## Records to use:

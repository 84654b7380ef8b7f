use super::live_map::{check_geometry, resolve_reference, LiveMap};
use super::{BlockSize, Result};

/// Outcome of one successful compaction pass.
#[derive(Debug, Clone, Copy, PartialEq, Eq, Default)]
pub struct CompactionReport {
    pub block_size: BlockSize,
    /// Distinct live blocks, duplicates counted once.
    pub live_blocks: usize,
    /// Live blocks whose offset changed.
    pub moved_blocks: usize,
    /// Length of the packed prefix.
    pub live_bytes: usize,
    /// Length of the zeroed tail.
    pub freed_bytes: usize,
}

impl CompactionReport {
    /// True when every live block was already in place.
    pub fn is_noop(&self) -> bool {
        self.moved_blocks == 0
    }

    pub fn moved_bytes(&self) -> usize {
        self.moved_blocks * self.block_size.bytes()
    }
}

/// Packs referenced blocks of a byte buffer into a gap-free prefix.
///
/// A `Compactor` only carries its block size; buffers and reference slots are
/// borrowed per call and nothing survives between calls.
#[derive(Debug, Clone, Copy, PartialEq, Eq, Default)]
pub struct Compactor {
    block_size: BlockSize,
}

impl Compactor {
    pub fn new(block_size: BlockSize) -> Self {
        Self { block_size }
    }

    /// Creates a compactor from a raw block width in bytes.
    pub fn try_from_bytes(block_size: usize) -> Result<Self> {
        Ok(Self::new(BlockSize::try_from(block_size)?))
    }

    pub fn block_size(&self) -> BlockSize {
        self.block_size
    }

    /// Compacts `buffer` in place and rewrites every slot of `references` to the
    /// new offset of the block it designates.
    ///
    /// Live blocks keep their ascending-offset order. Everything after the last
    /// packed block is zeroed. Slots keep their positions; only their values
    /// change. On error neither `buffer` nor `references` has been touched.
    pub fn compact(
        &self,
        buffer: &mut [u8],
        references: &mut [Option<usize>],
    ) -> Result<CompactionReport> {
        if buffer.is_empty() {
            return Ok(CompactionReport {
                block_size: self.block_size,
                ..Default::default()
            });
        }

        check_geometry(buffer.len(), self.block_size)?;
        let live = LiveMap::build(buffer, references, self.block_size)?;

        let block_size = self.block_size.bytes();
        let mut write = 0;
        let mut moved_blocks = 0;
        for (read, slots) in live.iter() {
            if write != read {
                // write < read and both are block aligned, so the ranges are disjoint
                buffer.copy_within(read..read + block_size, write);
                moved_blocks += 1;
                log::trace!("moved block {} -> {}", read, write);
            }
            for &slot in slots {
                references[slot] = Some(write);
            }
            write += block_size;
        }
        buffer[write..].fill(0x00);

        let report = CompactionReport {
            block_size: self.block_size,
            live_blocks: live.len(),
            moved_blocks,
            live_bytes: write,
            freed_bytes: buffer.len() - write,
        };
        log::debug!(
            "compacted {} bytes ({} blocks): {} live, {} moved, {} bytes freed",
            buffer.len(),
            self.block_size,
            report.live_blocks,
            report.moved_blocks,
            report.freed_bytes
        );
        Ok(report)
    }

    /// Returns the block a reference designates, applying the same checks as
    /// [`Compactor::compact`] does to each slot. Errors name the reference as slot 0.
    pub fn block<'a>(&self, buffer: &'a [u8], reference: Option<usize>) -> Result<&'a [u8]> {
        check_geometry(buffer.len(), self.block_size)?;
        let offset = resolve_reference(buffer, 0, reference, self.block_size)?;
        Ok(&buffer[offset..offset + self.block_size.bytes()])
    }
}

/// Compacts `buffer` with blocks of `block_size` bytes.
///
/// A zero-length buffer is returned untouched without looking at
/// `block_size` or `references`.
pub fn compact(
    buffer: &mut [u8],
    references: &mut [Option<usize>],
    block_size: usize,
) -> Result<CompactionReport> {
    if buffer.is_empty() {
        return Ok(CompactionReport::default());
    }
    Compactor::try_from_bytes(block_size)?.compact(buffer, references)
}
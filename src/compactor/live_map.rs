use super::{BlockSize, CompactError, Result};
use std::collections::BTreeMap;

/// Checks that a buffer of `len` bytes splits evenly into blocks of `block_size`.
pub(super) fn check_geometry(len: usize, block_size: BlockSize) -> Result<()> {
    let block_size = block_size.bytes();
    if block_size > len {
        return Err(CompactError::BlockSizeExceedsBuffer { block_size, len });
    }
    if len % block_size != 0 {
        return Err(CompactError::MisalignedBufferLength { len, block_size });
    }
    Ok(())
}

/// Resolves the reference held in `slot` to the offset of a live block.
///
/// Checks run in a fixed order: null, bounds, alignment, then the marker byte.
pub(super) fn resolve_reference(
    buffer: &[u8],
    slot: usize,
    reference: Option<usize>,
    block_size: BlockSize,
) -> Result<usize> {
    let offset = reference.ok_or(CompactError::NullReference { slot })?;

    let len = buffer.len();
    // last valid block start is len - block_size
    if len < block_size.bytes() || offset > len - block_size.bytes() {
        return Err(CompactError::OutOfBounds { slot, offset, len });
    }
    if !block_size.is_aligned(offset) {
        return Err(CompactError::UnalignedReference {
            slot,
            offset,
            block_size: block_size.bytes(),
        });
    }
    if buffer[offset] == 0x00 {
        return Err(CompactError::ReferenceToFreeBlock { slot, offset });
    }
    Ok(offset)
}

/// Live blocks keyed by byte offset, each with the reference slots that designate it.
///
/// Built once by validation. Iteration is in ascending offset order, which is
/// the order blocks are packed into the prefix.
#[derive(Debug, Default)]
pub(super) struct LiveMap {
    blocks: BTreeMap<usize, Vec<usize>>,
}

impl LiveMap {
    /// Validates every reference slot and groups the slots by block.
    ///
    /// Reads `buffer` only. The first failing slot, in slot order, is reported.
    pub fn build(
        buffer: &[u8],
        references: &[Option<usize>],
        block_size: BlockSize,
    ) -> Result<Self> {
        let mut blocks: BTreeMap<usize, Vec<usize>> = BTreeMap::new();
        for (slot, &reference) in references.iter().enumerate() {
            let offset = resolve_reference(buffer, slot, reference, block_size)?;
            blocks.entry(offset).or_default().push(slot);
        }
        Ok(Self { blocks })
    }

    /// Number of distinct live blocks.
    pub fn len(&self) -> usize {
        self.blocks.len()
    }

    pub fn iter(&self) -> impl Iterator<Item = (usize, &[usize])> {
        self.blocks
            .iter()
            .map(|(&offset, slots)| (offset, slots.as_slice()))
    }
}
mod error;
pub use error::*;

mod block_size;
pub use block_size::*;

mod live_map;

mod compactor;
pub use compactor::*;
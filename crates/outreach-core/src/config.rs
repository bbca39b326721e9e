use std::path::Path;

use serde::{Deserialize, Serialize};

use crate::error::{OutreachError, Result};

/// Top-level Outreach configuration, loaded from TOML.
#[derive(Debug, Clone, Default, Serialize, Deserialize)]
pub struct AppConfig {
    #[serde(default)]
    pub database: DatabaseConfig,
    #[serde(default)]
    pub llm: LlmConfig,
    #[serde(default)]
    pub sms: SmsConfig,
    #[serde(default)]
    pub working_hours: WorkingHoursConfig,
    #[serde(default)]
    pub tracing: TracingConfig,
}

impl AppConfig {
    pub fn load(path: &Path) -> Result<Self> {
        let content = std::fs::read_to_string(path)
            .map_err(|_| OutreachError::ConfigNotFound(path.display().to_string()))?;

        // Expand ${ENV_VAR} references
        let expanded = expand_env_vars(&content);

        toml::from_str(&expanded).map_err(|e| OutreachError::Config(e.to_string()))
    }
}

#[derive(Debug, Clone, Serialize, Deserialize)]
pub struct DatabaseConfig {
    #[serde(default = "default_db_path")]
    pub path: String,
}

impl Default for DatabaseConfig {
    fn default() -> Self {
        Self {
            path: default_db_path(),
        }
    }
}

fn default_db_path() -> String {
    "outreach.db".to_string()
}

#[derive(Debug, Clone, Serialize, Deserialize)]
pub struct LlmConfig {
    #[serde(default)]
    pub api_key: String,
    #[serde(default = "default_base_url")]
    pub base_url: String,
    /// Model used when neither agent nor campaign configures one.
    #[serde(default = "default_model")]
    pub default_model: String,
}

impl Default for LlmConfig {
    fn default() -> Self {
        Self {
            api_key: String::new(),
            base_url: default_base_url(),
            default_model: default_model(),
        }
    }
}

fn default_base_url() -> String {
    "https://api.openai.com/v1".to_string()
}

fn default_model() -> String {
    "gpt-4o-mini".to_string()
}

/// SMS transport selection. "mock" logs instead of sending; "twilio" uses
/// the REST API and falls back to mock when credentials are missing.
#[derive(Debug, Clone, Serialize, Deserialize)]
pub struct SmsConfig {
    #[serde(default = "default_sms_provider")]
    pub provider: String,
    #[serde(default)]
    pub twilio_account_sid: String,
    #[serde(default)]
    pub twilio_auth_token: String,
    #[serde(default)]
    pub twilio_from_number: String,
}

impl Default for SmsConfig {
    fn default() -> Self {
        Self {
            provider: default_sms_provider(),
            twilio_account_sid: String::new(),
            twilio_auth_token: String::new(),
            twilio_from_number: String::new(),
        }
    }
}

fn default_sms_provider() -> String {
    "mock".to_string()
}

/// Permitted sending window. Passed explicitly into validation so runs are
/// deterministic under test; never read from ambient global state.
#[derive(Debug, Clone, Serialize, Deserialize)]
pub struct WorkingHoursConfig {
    #[serde(default)]
    pub enforce: bool,
    #[serde(default = "default_start_hour")]
    pub start_hour: u32,
    #[serde(default = "default_end_hour")]
    pub end_hour: u32,
    #[serde(default)]
    pub allow_weekend: bool,
}

impl Default for WorkingHoursConfig {
    fn default() -> Self {
        Self {
            enforce: false,
            start_hour: default_start_hour(),
            end_hour: default_end_hour(),
            allow_weekend: false,
        }
    }
}

fn default_start_hour() -> u32 {
    9
}

fn default_end_hour() -> u32 {
    18
}

#[derive(Debug, Clone, Default, Serialize, Deserialize)]
pub struct TracingConfig {
    /// When enabled, each run gets a correlation trace id and campaign/lead
    /// tags on its span.
    #[serde(default)]
    pub enabled: bool,
}

/// Expand `${VAR}` references from the environment. Unknown variables are
/// left as-is.
fn expand_env_vars(content: &str) -> String {
    let mut result = String::with_capacity(content.len());
    let mut rest = content;

    while let Some(start) = rest.find("${") {
        result.push_str(&rest[..start]);
        let after = &rest[start + 2..];
        match after.find('}') {
            Some(end) => {
                let var = &after[..end];
                match std::env::var(var) {
                    Ok(value) => result.push_str(&value),
                    Err(_) => {
                        result.push_str("${");
                        result.push_str(var);
                        result.push('}');
                    }
                }
                rest = &after[end + 1..];
            }
            None => {
                result.push_str(&rest[start..]);
                rest = "";
            }
        }
    }
    result.push_str(rest);
    result
}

## Activity:
Work through the records line by line, and once you reach the final line, report only how many held "find".

## Problem solution:
2